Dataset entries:

- - - - -

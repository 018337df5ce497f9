use crate::utils::error::Result;
use crate::utils::validation::{
    validate_date_range, validate_non_negative, validate_positive_hours, validate_record_name,
    Validate,
};
use chrono::NaiveDate;
use serde::{Deserialize, Serialize};
use std::fmt;

/// Tenant key handed over by the identity provider. Every store query is scoped by it.
#[derive(Debug, Clone, PartialEq, Eq, Hash, Serialize, Deserialize)]
#[serde(transparent)]
pub struct OwnerId(String);

impl OwnerId {
    pub fn new(id: impl Into<String>) -> Self {
        Self(id.into())
    }

    pub fn as_str(&self) -> &str {
        &self.0
    }
}

impl fmt::Display for OwnerId {
    fn fmt(&self, f: &mut fmt::Formatter<'_>) -> fmt::Result {
        f.write_str(&self.0)
    }
}

#[derive(Debug, Clone, PartialEq, Serialize, Deserialize)]
pub struct Consultant {
    pub id: String,
    pub name: String,
    pub cost_per_hour: f64,
    pub bill_rate: f64,
    pub capacity_hours_per_week: f64,
    pub user_id: OwnerId,
}

#[derive(Debug, Clone, PartialEq, Serialize, Deserialize)]
pub struct Client {
    pub id: String,
    pub name: String,
    pub user_id: OwnerId,
}

#[derive(Debug, Clone, Copy, PartialEq, Eq, Serialize, Deserialize)]
#[serde(rename_all = "lowercase")]
pub enum BillingModel {
    Hourly,
    Flat,
}

#[derive(Debug, Clone, PartialEq, Serialize, Deserialize)]
pub struct Project {
    pub id: String,
    pub client_id: String,
    pub name: String,
    pub billing_model: BillingModel,
    #[serde(default)]
    pub flat_fee: Option<f64>,
    pub user_id: OwnerId,
}

#[derive(Debug, Clone, PartialEq, Serialize, Deserialize)]
pub struct Allocation {
    pub id: String,
    pub consultant_id: String,
    pub project_id: String,
    pub start_date: NaiveDate,
    pub end_date: NaiveDate,
    pub hours_per_week: f64,
    pub user_id: OwnerId,
}

/// Consultant columns joined onto an allocation.
#[derive(Debug, Clone, PartialEq, Serialize, Deserialize)]
pub struct ConsultantRates {
    pub name: String,
    pub cost_per_hour: f64,
    pub bill_rate: f64,
    pub capacity_hours_per_week: f64,
}

/// Project columns joined onto an allocation.
#[derive(Debug, Clone, PartialEq, Serialize, Deserialize)]
pub struct ProjectBilling {
    pub name: String,
    pub billing_model: BillingModel,
    #[serde(default)]
    pub flat_fee: Option<f64>,
    #[serde(default)]
    pub client_name: Option<String>,
}

/// An allocation enriched with everything the engine needs, so one query is enough.
#[derive(Debug, Clone, PartialEq, Serialize, Deserialize)]
pub struct AllocationRecord {
    #[serde(flatten)]
    pub allocation: Allocation,
    pub consultant: ConsultantRates,
    pub project: ProjectBilling,
}

#[derive(Debug, Clone, PartialEq, Eq, Serialize, Deserialize)]
#[serde(rename_all = "camelCase")]
pub struct WeeklyForecast {
    pub week: String,
    pub week_number: u32,
    pub week_start: NaiveDate,
    pub capacity_hours: i64,
    pub scheduled_hours: i64,
    pub utilization: i64,
    pub cost: i64,
    pub revenue: i64,
    pub profit: i64,
}

#[derive(Debug, Clone, PartialEq, Eq, Serialize, Deserialize)]
#[serde(rename_all = "camelCase")]
pub struct ConsultantForecast {
    pub consultant_id: String,
    pub consultant_name: String,
    pub weeks: Vec<WeeklyForecast>,
}

#[derive(Debug, Clone, PartialEq, Serialize, Deserialize)]
#[serde(rename_all = "camelCase")]
pub struct BenchConsultant {
    pub id: String,
    pub name: String,
    pub capacity_hours_per_week: f64,
}

#[derive(Debug, Clone, PartialEq, Serialize, Deserialize)]
#[serde(rename_all = "camelCase")]
pub struct ForecastResult {
    pub per_consultant: Vec<ConsultantForecast>,
    pub weekly_summary: Vec<WeeklyForecast>,
    pub bench: Vec<BenchConsultant>,
    pub total_consultants: usize,
}

/// Colour band used by dashboards for a utilization percentage.
#[derive(Debug, Clone, Copy, PartialEq, Eq, Serialize, Deserialize)]
#[serde(rename_all = "lowercase")]
pub enum UtilizationBand {
    Healthy,
    Stretched,
    Overbooked,
}

impl UtilizationBand {
    pub fn classify(utilization: i64) -> Self {
        match utilization {
            u if u <= 100 => UtilizationBand::Healthy,
            u if u <= 120 => UtilizationBand::Stretched,
            _ => UtilizationBand::Overbooked,
        }
    }
}

impl WeeklyForecast {
    pub fn band(&self) -> UtilizationBand {
        UtilizationBand::classify(self.utilization)
    }
}

impl Validate for Client {
    fn validate(&self) -> Result<()> {
        validate_record_name("client", &self.name)
    }
}

impl Validate for Consultant {
    fn validate(&self) -> Result<()> {
        validate_record_name("consultant", &self.name)?;
        validate_non_negative("consultant", "cost_per_hour", self.cost_per_hour)?;
        validate_non_negative("consultant", "bill_rate", self.bill_rate)?;
        validate_non_negative(
            "consultant",
            "capacity_hours_per_week",
            self.capacity_hours_per_week,
        )
    }
}

impl Validate for Project {
    fn validate(&self) -> Result<()> {
        validate_record_name("project", &self.name)?;
        if let Some(fee) = self.flat_fee {
            validate_non_negative("project", "flat_fee", fee)?;
        }
        Ok(())
    }
}

impl Validate for Allocation {
    fn validate(&self) -> Result<()> {
        validate_date_range("allocation", self.start_date, self.end_date)?;
        validate_positive_hours("allocation", "hours_per_week", self.hours_per_week)
    }
}

#[cfg(test)]
mod tests {
    use super::*;

    #[test]
    fn test_allocation_validation() {
        let mut allocation = Allocation {
            id: "a1".to_string(),
            consultant_id: "c1".to_string(),
            project_id: "p1".to_string(),
            start_date: NaiveDate::from_ymd_opt(2025, 3, 3).unwrap(),
            end_date: NaiveDate::from_ymd_opt(2025, 3, 3).unwrap(),
            hours_per_week: 8.0,
            user_id: OwnerId::new("owner"),
        };
        assert!(allocation.validate().is_ok());

        allocation.hours_per_week = 0.0;
        assert!(allocation.validate().is_err());

        allocation.hours_per_week = 8.0;
        allocation.end_date = NaiveDate::from_ymd_opt(2025, 3, 2).unwrap();
        assert!(allocation.validate().is_err());
    }

    #[test]
    fn test_project_flat_fee_must_not_be_negative() {
        let project = Project {
            id: "p1".to_string(),
            client_id: "cl1".to_string(),
            name: "Audit".to_string(),
            billing_model: BillingModel::Flat,
            flat_fee: Some(-5.0),
            user_id: OwnerId::new("owner"),
        };
        assert!(project.validate().is_err());
    }

    #[test]
    fn test_utilization_band_thresholds() {
        assert_eq!(UtilizationBand::classify(0), UtilizationBand::Healthy);
        assert_eq!(UtilizationBand::classify(100), UtilizationBand::Healthy);
        assert_eq!(UtilizationBand::classify(101), UtilizationBand::Stretched);
        assert_eq!(UtilizationBand::classify(120), UtilizationBand::Stretched);
        assert_eq!(UtilizationBand::classify(121), UtilizationBand::Overbooked);
    }

    #[test]
    fn test_allocation_record_reads_joined_row() {
        let row = serde_json::json!({
            "id": "a1",
            "consultant_id": "c1",
            "project_id": "p1",
            "start_date": "2025-03-03",
            "end_date": "2025-03-23",
            "hours_per_week": 20,
            "user_id": "owner-1",
            "consultant": {"name": "Ada", "cost_per_hour": 100, "bill_rate": 150, "capacity_hours_per_week": 40},
            "project": {"name": "Migration", "billing_model": "flat", "flat_fee": 9000}
        });

        let record: AllocationRecord = serde_json::from_value(row).unwrap();
        assert_eq!(record.allocation.user_id, OwnerId::new("owner-1"));
        assert_eq!(record.project.billing_model, BillingModel::Flat);
        assert_eq!(record.project.flat_fee, Some(9000.0));
        assert_eq!(record.project.client_name, None);
    }

    #[test]
    fn test_forecast_result_uses_camel_case_keys() {
        let result = ForecastResult {
            per_consultant: vec![],
            weekly_summary: vec![],
            bench: vec![BenchConsultant {
                id: "c1".to_string(),
                name: "Ada".to_string(),
                capacity_hours_per_week: 40.0,
            }],
            total_consultants: 1,
        };

        let value = serde_json::to_value(&result).unwrap();
        assert!(value.get("perConsultant").is_some());
        assert!(value.get("weeklySummary").is_some());
        assert_eq!(value["totalConsultants"], 1);
        assert_eq!(value["bench"][0]["capacityHoursPerWeek"], 40.0);
    }
}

- - - - -

> [AIM OF THE TASK] Above are the entries. Quote exactly the lines from the one bearing "#[serde(transparent)]" through the one bearing "impl fmt::Display for".

> [WRITTEN SOLUTION]
#[serde(transparent)]
pub struct OwnerId(String);

impl OwnerId {
    pub fn new(id: impl Into<String>) -> Self {
        Self(id.into())
    }

    pub fn as_str(&self) -> &str {
        &self.0
    }
}

impl fmt::Display for OwnerId {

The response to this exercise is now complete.